WORK INSTRUCTION: Pull every line containing the word "hdims" from the records.

□ □ □ □ □

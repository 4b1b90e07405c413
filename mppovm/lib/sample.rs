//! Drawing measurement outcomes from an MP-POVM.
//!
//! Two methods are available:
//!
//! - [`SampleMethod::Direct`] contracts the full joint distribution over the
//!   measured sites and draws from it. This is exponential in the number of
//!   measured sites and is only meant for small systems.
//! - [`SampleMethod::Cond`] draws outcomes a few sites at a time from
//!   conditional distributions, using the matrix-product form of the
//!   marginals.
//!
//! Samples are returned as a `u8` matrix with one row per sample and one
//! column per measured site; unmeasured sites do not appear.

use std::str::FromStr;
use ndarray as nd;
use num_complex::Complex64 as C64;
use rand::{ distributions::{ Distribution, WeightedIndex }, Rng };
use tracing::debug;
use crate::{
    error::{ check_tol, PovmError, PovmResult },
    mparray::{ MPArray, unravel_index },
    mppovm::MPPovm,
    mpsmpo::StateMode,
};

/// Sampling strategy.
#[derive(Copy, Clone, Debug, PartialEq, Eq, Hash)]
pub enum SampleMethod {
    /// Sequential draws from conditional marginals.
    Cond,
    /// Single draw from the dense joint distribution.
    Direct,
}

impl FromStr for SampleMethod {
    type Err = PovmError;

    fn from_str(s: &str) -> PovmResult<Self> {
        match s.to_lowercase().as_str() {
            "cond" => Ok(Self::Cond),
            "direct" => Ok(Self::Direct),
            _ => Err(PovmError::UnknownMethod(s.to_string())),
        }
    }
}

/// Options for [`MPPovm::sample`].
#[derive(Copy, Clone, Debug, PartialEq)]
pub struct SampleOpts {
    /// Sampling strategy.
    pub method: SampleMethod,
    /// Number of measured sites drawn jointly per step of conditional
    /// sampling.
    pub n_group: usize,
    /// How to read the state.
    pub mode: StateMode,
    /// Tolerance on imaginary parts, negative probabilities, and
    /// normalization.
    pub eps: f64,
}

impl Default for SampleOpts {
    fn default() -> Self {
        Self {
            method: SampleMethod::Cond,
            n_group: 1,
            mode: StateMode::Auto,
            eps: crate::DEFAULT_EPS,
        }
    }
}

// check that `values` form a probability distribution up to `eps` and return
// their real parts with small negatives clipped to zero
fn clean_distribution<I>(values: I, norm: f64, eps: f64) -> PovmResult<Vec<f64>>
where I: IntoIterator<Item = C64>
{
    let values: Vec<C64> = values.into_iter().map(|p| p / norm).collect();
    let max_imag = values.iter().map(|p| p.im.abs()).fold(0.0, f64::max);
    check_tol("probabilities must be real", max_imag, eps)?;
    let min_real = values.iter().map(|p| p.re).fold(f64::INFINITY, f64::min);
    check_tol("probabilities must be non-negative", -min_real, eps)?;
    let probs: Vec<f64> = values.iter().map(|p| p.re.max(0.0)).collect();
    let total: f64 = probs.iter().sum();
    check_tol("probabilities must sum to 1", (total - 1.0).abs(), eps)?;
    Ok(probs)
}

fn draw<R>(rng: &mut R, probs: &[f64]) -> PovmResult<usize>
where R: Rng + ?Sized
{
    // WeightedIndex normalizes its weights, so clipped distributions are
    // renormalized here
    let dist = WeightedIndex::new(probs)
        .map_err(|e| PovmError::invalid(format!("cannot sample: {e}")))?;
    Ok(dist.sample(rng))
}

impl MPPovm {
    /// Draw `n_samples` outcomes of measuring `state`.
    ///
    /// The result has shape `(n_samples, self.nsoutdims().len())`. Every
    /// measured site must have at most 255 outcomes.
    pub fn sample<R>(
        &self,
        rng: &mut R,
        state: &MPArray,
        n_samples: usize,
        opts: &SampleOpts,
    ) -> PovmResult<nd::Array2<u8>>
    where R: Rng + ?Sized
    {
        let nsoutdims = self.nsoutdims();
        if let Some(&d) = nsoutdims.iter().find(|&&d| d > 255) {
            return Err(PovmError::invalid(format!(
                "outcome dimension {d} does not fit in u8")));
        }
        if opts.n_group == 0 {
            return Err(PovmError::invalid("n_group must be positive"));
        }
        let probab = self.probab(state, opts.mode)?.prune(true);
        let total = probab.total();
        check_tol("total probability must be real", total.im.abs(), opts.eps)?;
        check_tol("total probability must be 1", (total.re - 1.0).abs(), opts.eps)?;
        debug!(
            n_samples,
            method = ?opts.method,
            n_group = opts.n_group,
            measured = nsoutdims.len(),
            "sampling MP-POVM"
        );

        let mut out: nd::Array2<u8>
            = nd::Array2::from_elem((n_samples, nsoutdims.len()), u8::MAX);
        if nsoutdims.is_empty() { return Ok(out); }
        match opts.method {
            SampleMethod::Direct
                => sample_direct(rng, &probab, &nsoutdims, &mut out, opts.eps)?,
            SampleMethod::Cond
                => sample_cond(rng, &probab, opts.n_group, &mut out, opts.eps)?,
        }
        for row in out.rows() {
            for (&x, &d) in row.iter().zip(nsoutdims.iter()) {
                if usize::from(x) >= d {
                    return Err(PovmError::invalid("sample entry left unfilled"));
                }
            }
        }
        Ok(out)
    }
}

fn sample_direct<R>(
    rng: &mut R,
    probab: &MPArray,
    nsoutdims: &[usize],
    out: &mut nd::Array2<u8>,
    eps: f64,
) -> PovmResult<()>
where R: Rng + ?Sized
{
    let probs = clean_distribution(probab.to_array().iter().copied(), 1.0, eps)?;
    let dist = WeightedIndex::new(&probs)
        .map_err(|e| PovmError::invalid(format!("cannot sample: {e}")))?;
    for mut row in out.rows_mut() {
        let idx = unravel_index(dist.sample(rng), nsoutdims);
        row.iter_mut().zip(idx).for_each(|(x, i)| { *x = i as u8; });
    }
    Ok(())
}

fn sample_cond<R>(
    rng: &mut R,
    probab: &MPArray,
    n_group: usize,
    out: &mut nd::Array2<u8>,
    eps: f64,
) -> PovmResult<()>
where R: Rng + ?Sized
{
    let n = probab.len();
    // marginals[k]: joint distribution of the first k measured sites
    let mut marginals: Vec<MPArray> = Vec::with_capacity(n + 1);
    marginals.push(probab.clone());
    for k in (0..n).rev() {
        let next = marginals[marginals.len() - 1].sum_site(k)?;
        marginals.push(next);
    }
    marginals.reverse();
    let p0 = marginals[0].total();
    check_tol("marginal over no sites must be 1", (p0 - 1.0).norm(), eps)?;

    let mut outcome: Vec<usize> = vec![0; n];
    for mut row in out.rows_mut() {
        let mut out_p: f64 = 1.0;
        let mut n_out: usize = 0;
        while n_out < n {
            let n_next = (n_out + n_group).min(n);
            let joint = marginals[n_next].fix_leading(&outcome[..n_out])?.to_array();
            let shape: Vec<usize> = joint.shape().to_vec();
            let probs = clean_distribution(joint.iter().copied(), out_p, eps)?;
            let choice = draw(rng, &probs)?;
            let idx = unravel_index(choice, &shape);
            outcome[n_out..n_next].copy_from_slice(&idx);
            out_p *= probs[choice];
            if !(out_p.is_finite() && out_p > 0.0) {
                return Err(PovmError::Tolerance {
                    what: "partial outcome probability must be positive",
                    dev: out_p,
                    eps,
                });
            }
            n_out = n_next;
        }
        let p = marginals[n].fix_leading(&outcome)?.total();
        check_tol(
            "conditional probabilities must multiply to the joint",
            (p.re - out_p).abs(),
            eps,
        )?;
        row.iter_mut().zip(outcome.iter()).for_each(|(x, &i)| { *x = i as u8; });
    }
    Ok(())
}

□ □ □ □ □

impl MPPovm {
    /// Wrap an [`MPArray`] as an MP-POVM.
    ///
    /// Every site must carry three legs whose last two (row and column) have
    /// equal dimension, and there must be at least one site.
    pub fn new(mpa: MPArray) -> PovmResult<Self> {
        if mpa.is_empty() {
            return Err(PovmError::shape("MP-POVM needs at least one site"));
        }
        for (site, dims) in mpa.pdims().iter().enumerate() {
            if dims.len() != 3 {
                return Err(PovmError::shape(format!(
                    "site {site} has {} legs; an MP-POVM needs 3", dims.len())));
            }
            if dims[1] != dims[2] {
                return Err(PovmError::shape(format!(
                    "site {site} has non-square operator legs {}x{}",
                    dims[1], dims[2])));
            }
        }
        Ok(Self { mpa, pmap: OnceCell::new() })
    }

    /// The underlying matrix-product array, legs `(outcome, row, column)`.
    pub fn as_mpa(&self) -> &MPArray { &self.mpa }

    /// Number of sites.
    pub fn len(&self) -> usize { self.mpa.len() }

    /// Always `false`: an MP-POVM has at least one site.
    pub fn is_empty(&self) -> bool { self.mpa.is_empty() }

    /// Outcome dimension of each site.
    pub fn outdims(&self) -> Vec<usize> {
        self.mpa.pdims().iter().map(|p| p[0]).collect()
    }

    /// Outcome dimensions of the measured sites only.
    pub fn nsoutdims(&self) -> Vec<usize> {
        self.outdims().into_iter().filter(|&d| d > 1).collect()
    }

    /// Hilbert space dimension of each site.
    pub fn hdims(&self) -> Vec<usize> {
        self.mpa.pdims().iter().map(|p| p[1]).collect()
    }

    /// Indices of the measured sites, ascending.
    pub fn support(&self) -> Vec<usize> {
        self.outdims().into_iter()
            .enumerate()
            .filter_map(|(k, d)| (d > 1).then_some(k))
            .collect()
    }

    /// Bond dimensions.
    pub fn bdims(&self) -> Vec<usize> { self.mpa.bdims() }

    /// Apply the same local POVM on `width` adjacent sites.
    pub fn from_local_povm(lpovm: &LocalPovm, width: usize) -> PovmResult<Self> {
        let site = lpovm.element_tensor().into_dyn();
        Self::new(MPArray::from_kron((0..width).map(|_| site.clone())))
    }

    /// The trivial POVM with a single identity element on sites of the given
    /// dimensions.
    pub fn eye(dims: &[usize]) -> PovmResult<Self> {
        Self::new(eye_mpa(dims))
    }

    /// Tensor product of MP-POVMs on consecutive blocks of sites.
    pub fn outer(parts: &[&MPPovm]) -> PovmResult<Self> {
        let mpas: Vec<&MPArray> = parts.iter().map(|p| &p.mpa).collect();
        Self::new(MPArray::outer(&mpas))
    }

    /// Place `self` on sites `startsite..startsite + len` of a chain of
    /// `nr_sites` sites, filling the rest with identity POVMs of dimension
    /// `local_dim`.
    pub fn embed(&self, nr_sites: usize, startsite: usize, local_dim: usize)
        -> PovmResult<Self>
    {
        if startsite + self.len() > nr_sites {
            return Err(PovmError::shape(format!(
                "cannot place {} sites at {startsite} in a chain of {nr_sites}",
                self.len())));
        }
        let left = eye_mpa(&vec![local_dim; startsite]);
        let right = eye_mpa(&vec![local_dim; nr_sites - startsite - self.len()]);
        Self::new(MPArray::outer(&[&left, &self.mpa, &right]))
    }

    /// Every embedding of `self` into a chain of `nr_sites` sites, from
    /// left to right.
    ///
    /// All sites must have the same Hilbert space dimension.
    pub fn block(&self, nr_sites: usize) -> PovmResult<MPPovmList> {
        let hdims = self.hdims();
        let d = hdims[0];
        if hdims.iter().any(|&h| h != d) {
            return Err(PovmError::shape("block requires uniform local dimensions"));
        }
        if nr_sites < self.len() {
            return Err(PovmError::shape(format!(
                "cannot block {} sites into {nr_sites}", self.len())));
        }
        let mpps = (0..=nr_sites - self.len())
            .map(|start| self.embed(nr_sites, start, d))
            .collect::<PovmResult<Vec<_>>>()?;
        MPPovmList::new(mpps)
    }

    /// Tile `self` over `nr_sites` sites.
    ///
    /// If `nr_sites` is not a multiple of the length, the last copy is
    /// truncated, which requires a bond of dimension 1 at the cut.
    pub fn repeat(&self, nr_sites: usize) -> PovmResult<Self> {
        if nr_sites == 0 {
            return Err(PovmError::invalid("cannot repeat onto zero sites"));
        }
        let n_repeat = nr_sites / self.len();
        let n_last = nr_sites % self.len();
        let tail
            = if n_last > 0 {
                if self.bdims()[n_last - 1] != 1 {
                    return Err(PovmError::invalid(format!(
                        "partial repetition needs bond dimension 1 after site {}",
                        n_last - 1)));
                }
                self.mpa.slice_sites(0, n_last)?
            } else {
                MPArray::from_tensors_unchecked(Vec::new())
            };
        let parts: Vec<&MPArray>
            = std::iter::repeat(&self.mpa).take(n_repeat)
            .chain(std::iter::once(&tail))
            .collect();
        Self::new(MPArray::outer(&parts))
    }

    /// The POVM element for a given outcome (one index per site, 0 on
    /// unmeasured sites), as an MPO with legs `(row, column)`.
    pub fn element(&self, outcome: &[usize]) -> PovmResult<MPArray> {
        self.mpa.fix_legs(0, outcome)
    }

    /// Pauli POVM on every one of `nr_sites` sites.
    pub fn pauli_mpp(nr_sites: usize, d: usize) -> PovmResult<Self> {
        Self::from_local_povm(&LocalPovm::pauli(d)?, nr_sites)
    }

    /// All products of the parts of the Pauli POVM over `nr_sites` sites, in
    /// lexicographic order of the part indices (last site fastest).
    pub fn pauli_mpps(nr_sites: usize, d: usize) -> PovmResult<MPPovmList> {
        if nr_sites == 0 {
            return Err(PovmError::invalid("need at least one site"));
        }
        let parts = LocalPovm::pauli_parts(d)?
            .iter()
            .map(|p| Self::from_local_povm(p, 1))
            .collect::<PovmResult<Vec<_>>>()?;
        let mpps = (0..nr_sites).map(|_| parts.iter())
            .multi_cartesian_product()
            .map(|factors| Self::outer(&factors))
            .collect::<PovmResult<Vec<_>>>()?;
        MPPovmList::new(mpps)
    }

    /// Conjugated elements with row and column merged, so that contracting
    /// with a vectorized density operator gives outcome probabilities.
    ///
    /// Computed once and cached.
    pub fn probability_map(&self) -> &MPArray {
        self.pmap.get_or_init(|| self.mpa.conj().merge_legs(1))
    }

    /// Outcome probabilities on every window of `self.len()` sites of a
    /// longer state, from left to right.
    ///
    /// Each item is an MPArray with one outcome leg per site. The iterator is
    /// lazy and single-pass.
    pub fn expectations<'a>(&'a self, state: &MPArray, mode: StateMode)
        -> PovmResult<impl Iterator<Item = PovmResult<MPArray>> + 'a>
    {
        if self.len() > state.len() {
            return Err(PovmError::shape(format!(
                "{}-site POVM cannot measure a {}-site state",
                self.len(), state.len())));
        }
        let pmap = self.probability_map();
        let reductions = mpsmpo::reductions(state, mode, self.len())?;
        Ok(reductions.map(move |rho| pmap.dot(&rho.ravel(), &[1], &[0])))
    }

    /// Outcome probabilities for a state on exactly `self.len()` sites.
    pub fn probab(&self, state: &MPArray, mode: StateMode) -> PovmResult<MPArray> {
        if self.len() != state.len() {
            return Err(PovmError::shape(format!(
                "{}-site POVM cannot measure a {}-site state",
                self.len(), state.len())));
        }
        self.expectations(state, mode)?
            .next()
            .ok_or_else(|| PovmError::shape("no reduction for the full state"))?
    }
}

□ □ □ □ □

ANSWER BOX:
    pub fn hdims(&self) -> Vec<usize> {
        let hdims = self.hdims();
        let d = hdims[0];
        if hdims.iter().any(|&h| h != d) {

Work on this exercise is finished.